:: Your task ::
Please report how many lines of the listing hold the word "stored". Add nothing to the number.

:: Records for processing ::
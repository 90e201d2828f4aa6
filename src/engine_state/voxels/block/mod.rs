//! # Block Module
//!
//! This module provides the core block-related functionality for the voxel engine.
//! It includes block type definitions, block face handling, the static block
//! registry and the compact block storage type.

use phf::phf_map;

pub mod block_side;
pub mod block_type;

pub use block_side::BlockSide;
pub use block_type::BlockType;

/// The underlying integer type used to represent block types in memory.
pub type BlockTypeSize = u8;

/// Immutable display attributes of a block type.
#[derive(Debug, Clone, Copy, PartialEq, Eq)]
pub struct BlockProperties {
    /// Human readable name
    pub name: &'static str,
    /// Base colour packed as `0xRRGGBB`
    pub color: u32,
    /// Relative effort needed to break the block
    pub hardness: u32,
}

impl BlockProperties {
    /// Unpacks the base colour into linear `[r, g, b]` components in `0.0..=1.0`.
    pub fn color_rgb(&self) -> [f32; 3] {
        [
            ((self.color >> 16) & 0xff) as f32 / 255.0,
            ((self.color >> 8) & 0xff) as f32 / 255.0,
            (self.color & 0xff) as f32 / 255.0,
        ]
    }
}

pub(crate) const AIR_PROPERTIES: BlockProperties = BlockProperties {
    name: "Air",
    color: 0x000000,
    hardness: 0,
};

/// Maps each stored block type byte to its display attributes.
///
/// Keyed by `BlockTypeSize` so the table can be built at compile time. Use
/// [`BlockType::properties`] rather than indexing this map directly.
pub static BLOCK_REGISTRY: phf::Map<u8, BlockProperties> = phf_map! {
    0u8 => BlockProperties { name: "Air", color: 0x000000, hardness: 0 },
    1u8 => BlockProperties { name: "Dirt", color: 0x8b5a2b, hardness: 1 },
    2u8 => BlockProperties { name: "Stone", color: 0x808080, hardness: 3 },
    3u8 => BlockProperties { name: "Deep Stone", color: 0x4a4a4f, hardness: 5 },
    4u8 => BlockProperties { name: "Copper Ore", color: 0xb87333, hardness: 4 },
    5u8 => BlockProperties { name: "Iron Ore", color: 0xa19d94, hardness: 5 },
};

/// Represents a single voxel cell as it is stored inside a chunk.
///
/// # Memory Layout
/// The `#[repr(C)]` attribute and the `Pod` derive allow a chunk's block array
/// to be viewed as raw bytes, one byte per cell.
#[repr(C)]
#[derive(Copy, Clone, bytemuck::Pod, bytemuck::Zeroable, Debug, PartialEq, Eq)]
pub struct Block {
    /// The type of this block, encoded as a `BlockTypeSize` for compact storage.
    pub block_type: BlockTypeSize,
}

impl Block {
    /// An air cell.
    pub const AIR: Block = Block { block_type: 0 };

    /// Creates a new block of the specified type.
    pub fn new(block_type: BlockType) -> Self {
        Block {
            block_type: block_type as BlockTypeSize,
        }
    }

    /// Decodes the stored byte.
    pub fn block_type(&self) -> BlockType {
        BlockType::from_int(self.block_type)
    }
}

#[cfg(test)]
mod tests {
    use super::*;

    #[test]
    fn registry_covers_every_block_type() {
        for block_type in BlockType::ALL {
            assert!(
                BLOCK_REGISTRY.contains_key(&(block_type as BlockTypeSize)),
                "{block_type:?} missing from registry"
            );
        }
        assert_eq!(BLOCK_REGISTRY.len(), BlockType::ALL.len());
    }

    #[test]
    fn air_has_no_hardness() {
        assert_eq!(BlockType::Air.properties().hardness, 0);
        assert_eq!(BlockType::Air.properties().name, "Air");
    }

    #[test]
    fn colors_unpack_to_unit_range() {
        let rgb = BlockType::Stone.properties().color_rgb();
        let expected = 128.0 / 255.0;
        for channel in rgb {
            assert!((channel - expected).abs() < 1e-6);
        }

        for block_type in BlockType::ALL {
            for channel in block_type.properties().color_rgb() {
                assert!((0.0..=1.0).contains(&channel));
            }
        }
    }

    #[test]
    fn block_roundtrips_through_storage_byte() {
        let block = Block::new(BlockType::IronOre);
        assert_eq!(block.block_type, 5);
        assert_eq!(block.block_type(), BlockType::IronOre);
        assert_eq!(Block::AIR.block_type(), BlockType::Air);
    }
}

:: Expected answer ::
3